Bruce A. Beatie, "The Tolkien Phenomenon: 1954–1968," in Journal of Popular Culture, Spring, 1970, pp. 689-703.

The emergence of J. R. R. Tolkien as a public literary figure is surely one of the oddities of our times. In the 1930s and 1940s, beyond the relatively small professional world of philology and medieval scholarship, he was known only as the author of a children's story, The Hobbit, published in 1938. As late as 1946, he was still a shadowy figure whom Lewis referred to in his preface to That Hideous Strength: "Those who would like to learn further about Numinor and the True West must (alas!) await the publication of much that still exists only in the mss. of my friend, Professor J. R. R. Tolkien." This anonymity remained until 1954 when the first two volumes of The Lord of the Rings were published in a hardback edition, followed by the third volume in 1955. The trilogy was reviewed by such distinguished writers as Auden and Edmund Wilson, and Tolkien's public career began. For about a decade the trilogy attracted fit audience though few, and Tolkien acquired a kind of underground reputation. It was possible in those years to find passionate admirers of the trilogy—usually in the universities—but it was also possible to find very knowledgeable literary people who had never heard of it or could not abide it.

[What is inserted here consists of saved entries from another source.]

// Wordsearch – A daily word search puzzle
// Copyright (C) 2024  Neil Roberts
//
// This program is free software: you can redistribute it and/or modify
// it under the terms of the GNU General Public License as published by
// the Free Software Foundation, either version 3 of the License, or
// (at your option) any later version.
//
// This program is distributed in the hope that it will be useful,
// but WITHOUT ANY WARRANTY; without even the implied warranty of
// MERCHANTABILITY or FITNESS FOR A PARTICULAR PURPOSE.  See the
// GNU General Public License for more details.
//
// You should have received a copy of the GNU General Public License
// along with this program.  If not, see <http://www.gnu.org/licenses/>.

// Conversion between a puzzle and the four fields that are stored
// for it:
//
//   width   decimal number
//   height  decimal number
//   words   JSON array of strings
//   grid    JSON array of one-letter strings in row-major order

use std::fmt;
use super::grid::{self, Grid};
use super::puzzle::Puzzle;
use super::store::{self, Record, Store};
use log::debug;

pub const N_FIELDS: usize = 4;

#[derive(Debug)]
pub enum Error {
    StoreError(store::Error),
    GridError(grid::Error),
    NotFound(String),
    KeyExists(String),
    FieldCount(usize),
    MissingField(&'static str),
    InvalidNumber(&'static str),
    InvalidJson(&'static str, serde_json::Error),
    InvalidLetter(String),
}

impl From<store::Error> for Error {
    fn from(e: store::Error) -> Error {
        Error::StoreError(e)
    }
}

impl From<grid::Error> for Error {
    fn from(e: grid::Error) -> Error {
        Error::GridError(e)
    }
}

impl fmt::Display for Error {
    fn fmt(&self, f: &mut fmt::Formatter) -> fmt::Result {
        match self {
            Error::StoreError(e) => write!(f, "{}", e),
            Error::GridError(e) => write!(f, "{}", e),
            Error::NotFound(key) => {
                write!(f, "no wordsearch found with key {}", key)
            },
            Error::KeyExists(key) => {
                write!(f, "a wordsearch already exists with key {}", key)
            },
            Error::FieldCount(n) => write!(
                f,
                "expected to save {} fields but {} were written",
                N_FIELDS,
                n,
            ),
            Error::MissingField(name) => write!(f, "missing field {}", name),
            Error::InvalidNumber(name) => {
                write!(f, "invalid number in field {}", name)
            },
            Error::InvalidJson(name, e) => {
                write!(f, "invalid JSON in field {}: {}", name, e)
            },
            Error::InvalidLetter(s) => {
                write!(f, "grid entry “{}” is not a single letter", s)
            },
        }
    }
}

pub fn to_fields(puzzle: &Puzzle) -> [(&'static str, String); N_FIELDS] {
    let grid = puzzle.grid().letters().iter()
        .map(|letter| letter.to_string())
        .collect::<Vec<String>>();

    [
        ("width", puzzle.width().to_string()),
        ("height", puzzle.height().to_string()),
        // Serializing a list of strings can’t fail
        ("words", serde_json::Value::from(puzzle.words()).to_string()),
        ("grid", serde_json::Value::from(grid).to_string()),
    ]
}

fn get_field<'a>(
    record: &'a Record,
    name: &'static str,
) -> Result<&'a str, Error> {
    record.get(name)
        .map(String::as_str)
        .ok_or(Error::MissingField(name))
}

fn parse_number(record: &Record, name: &'static str) -> Result<u32, Error> {
    get_field(record, name)?
        .parse::<u32>()
        .map_err(|_| Error::InvalidNumber(name))
}

fn parse_strings(
    record: &Record,
    name: &'static str,
) -> Result<Vec<String>, Error> {
    serde_json::from_str::<Vec<String>>(get_field(record, name)?)
        .map_err(|e| Error::InvalidJson(name, e))
}

fn parse_letter(s: String) -> Result<char, Error> {
    let mut chars = s.chars();

    match (chars.next(), chars.next()) {
        (Some(letter), None) => Ok(letter),
        _ => Err(Error::InvalidLetter(s)),
    }
}

pub fn from_fields(record: &Record) -> Result<Puzzle, Error> {
    let width = parse_number(record, "width")?;
    let height = parse_number(record, "height")?;
    let words = parse_strings(record, "words")?;

    let letters = parse_strings(record, "grid")?
        .into_iter()
        .map(parse_letter)
        .collect::<Result<Vec<char>, Error>>()?;

    let grid = Grid::from_letters(width, height, letters)?;

    Ok(Puzzle::new(grid, words))
}

pub fn save<S: Store + ?Sized>(
    puzzle: &Puzzle,
    key: &str,
    store: &mut S,
) -> Result<(), Error> {
    if store.hgetall(key)?.is_some() {
        return Err(Error::KeyExists(key.to_string()));
    }

    let n_written = store.hset(key, &to_fields(puzzle))?;

    if n_written != N_FIELDS {
        return Err(Error::FieldCount(n_written));
    }

    debug!("saved puzzle {}", key);

    Ok(())
}

pub fn load<S: Store + ?Sized>(key: &str, store: &S) -> Result<Puzzle, Error> {
    let Some(record) = store.hgetall(key)?
    else {
        return Err(Error::NotFound(key.to_string()));
    };

    debug!("loaded puzzle {}", key);

    from_fields(&record)
}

Then in 1965 the explosion occurred. Two paperback editions of the trilogy were published in this country: one by Ace Books (an edition not authorized by Tolkien), and one (the authorized version) by Ballantine Books. Suddenly Tolkien was famous. In ten months, according to a writer for the Saturday Evening Post, the trilogy sold more than a quarter of a million copies, and it has continued to sell at a remarkable rate. For about two years Tolkien became a campus craze, replacing Golding, who had replaced Salinger. There is a Tolkien Society of America, "800 at last count," and at least one journal devoted largely to his work. I believe we have lived through the phenomenon now and are coming out the other side, but it is hard to be sure. Most of the collegiate interest in Tolkien occurred in the eastern universities and in a few in California. It is possible that there will be further demonstrations of interest in midwestern colleges, if there really is any truth to the theory that there is a kind of cultural lag in many midwestern institutions. Elvish signs may appear on store fronts in Nebraska (as they did on subway walls near Columbia University), and lapel buttons asserting that Frodo lives may spring up in Kansas. But in any case, serious critical consideration of Tolkien's work has never been limited to either the east or west coast….

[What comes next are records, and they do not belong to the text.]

// Wordsearch – A daily word search puzzle
// Copyright (C) 2024  Neil Roberts
//
// This program is free software: you can redistribute it and/or modify
// it under the terms of the GNU General Public License as published by
// the Free Software Foundation, either version 3 of the License, or
// (at your option) any later version.
//
// This program is distributed in the hope that it will be useful,
// but WITHOUT ANY WARRANTY; without even the implied warranty of
// MERCHANTABILITY or FITNESS FOR A PARTICULAR PURPOSE.  See the
// GNU General Public License for more details.
//
// You should have received a copy of the GNU General Public License
// along with this program.  If not, see <http://www.gnu.org/licenses/>.

mod grid;
mod build;
mod dictionary;
mod directions;
mod word_finder;
mod counts;
mod puzzle;
mod puzzle_data;
mod store;

use std::{process::ExitCode, ffi::OsString};
use clap::Parser;
use rand::SeedableRng;
use rand::rngs::StdRng;
use build::GenerateConfig;
use directions::Directions;
use puzzle::Puzzle;
use store::{FileStore, Store};
use log::info;

// Builds one puzzle and saves it to the store. This is meant to be
// run once a day, for example from cron at five past midnight
// (“5 0 * * *”) so that the date is already correct.
#[derive(Parser)]
#[command(name = "Generate")]
struct Cli {
    #[arg(short, long, value_name = "FILE", required = true)]
    dictionary: Vec<OsString>,
    #[arg(short, long, value_name = "FILE", default_value = "wordsearch.json")]
    store: OsString,
    #[arg(short, long, value_name = "KEY")]
    key: Option<String>,
    #[arg(short = 'W', long, default_value_t = 10)]
    width: u32,
    #[arg(short = 'H', long, default_value_t = 10)]
    height: u32,
    #[arg(short, long, value_name = "LENGTH", default_value_t = 3)]
    minimum_length: usize,
    #[arg(short = 'M', long, value_name = "LENGTH", default_value_t = 10)]
    maximum_length: usize,
    #[arg(long)]
    no_diagonals: bool,
    #[arg(long)]
    seed: Option<u64>,
    #[arg(short = 'r', long)]
    human_readable: bool,
}

impl Cli {
    fn config(&self) -> GenerateConfig {
        GenerateConfig {
            width: self.width,
            height: self.height,
            min_length: self.minimum_length,
            max_length: self.maximum_length,
            diagonals: !self.no_diagonals,
        }
    }
}

fn print_grid(puzzle: &Puzzle, counts: &counts::GridCounts) {
    for y in 0..puzzle.height() {
        for x in 0..puzzle.width() {
            print!("  {}   ", puzzle.at(x, y));
        }

        println!();

        for x in 0..puzzle.width() {
            let counts = counts.at(x, y);
            print!("{:>2} {:<3}", counts.starts, counts.visits);
        }

        println!();
    }
}

fn print_human_readable(key: &str, puzzle: &Puzzle, diagonals: bool) {
    let counts = build::count_visits(
        puzzle.grid(),
        puzzle.words(),
        Directions::new(diagonals),
    );

    println!("{}\n", key);

    print_grid(puzzle, &counts);

    println!(
        "\n{} words, {} filler letters\n",
        puzzle.words().len(),
        counts.n_filler_cells(),
    );

    let mut x = 0;

    for word in puzzle.words() {
        let length = word.chars().count();

        if x > 0 && x + 1 + length > 80 {
            println!();
            x = 0;
        }

        if x != 0 {
            print!(" ");
            x += 1;
        }

        print!("{}", word);

        x += length;
    }

    println!();
}

fn main() -> ExitCode {
    env_logger::init();

    let cli = Cli::parse();

    let dictionary = match dictionary::read_word_list(cli.dictionary.iter()) {
        Ok(d) => d,
        Err(e) => {
            eprintln!("{}", e);
            return ExitCode::FAILURE;
        }
    };

    let config = cli.config();

    let mut rng = match cli.seed {
        Some(seed) => StdRng::seed_from_u64(seed),
        None => StdRng::from_entropy(),
    };

    let puzzle = match build::generate(&config, &dictionary, &mut rng) {
        Ok(p) => p,
        Err(e) => {
            eprintln!("{}", e);
            return ExitCode::FAILURE;
        },
    };

    let mut store = FileStore::new(&cli.store);

    let key = match cli.key {
        Some(ref key) => key.clone(),
        None => match store.fresh_key() {
            Ok(key) => key,
            Err(e) => {
                eprintln!("{}: {}", cli.store.to_string_lossy(), e);
                return ExitCode::FAILURE;
            },
        },
    };

    if let Err(e) = puzzle_data::save(&puzzle, &key, &mut store) {
        eprintln!("{}: {}", cli.store.to_string_lossy(), e);
        return ExitCode::FAILURE;
    }

    info!("saved puzzle with {} words as {}", puzzle.words().len(), key);

    if cli.human_readable {
        print_human_readable(&key, &puzzle, config.diagonals);
    } else {
        println!("{}", key);
    }

    ExitCode::SUCCESS
}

From the very beginning, the defenders of the trilogy have been denied one potentially very forceful argument: they have been unable to say that the book is relevant to life on the grounds that it is an allegory. Tolkien himself has denied that the work is allegorical, and critics such as [Edmund] Wilson have not let other critics forget it….

Tolkien's distinctions may perhaps be re-worded to say something like this: the trilogy is not allegorical; Tolkien had no distinct and settled "point" to make about the human condition or anything else, no argument—and an allegory is an argument. The trilogy is "feigned history"—by which he must mean simply "fiction," or "fiction carrying with it the illusion of historical reality," narrative which the reader accepts as "real" while he reads it. (I do not see that "feigned history" differs essentially from the created reality of James or Conrad, or even any poor realistic novelist, but that may not be relevant to the distinction.) "Feigned history," like "true history," is open to "application" by the reader; he may see the history as relevant to his own time, his own particular situation, and so on. What Tolkien has done is to bring up the old critical question, Where does the meaning of a literary work reside?, and answer it quite simply by saying, "In the mind, or freedom, of the reader." In one of the notes at the end of his essay on fairy stories, he makes the distinction clearer by contrasting the ways of pictorial art with those of fiction; the contrast is almost the reverse of the famous Jamesian dictum that fiction is analogous to both painting and drama, and that fiction succeeds best when it approaches closest to these other arts. Tolkien argues that "The radical distinction between all art (including drama) that offers a visible presentation and true literature is that it imposes one visible form. Literature works from mind to mind and is thus more progenitive. It is at once more universal and more poignantly particular."…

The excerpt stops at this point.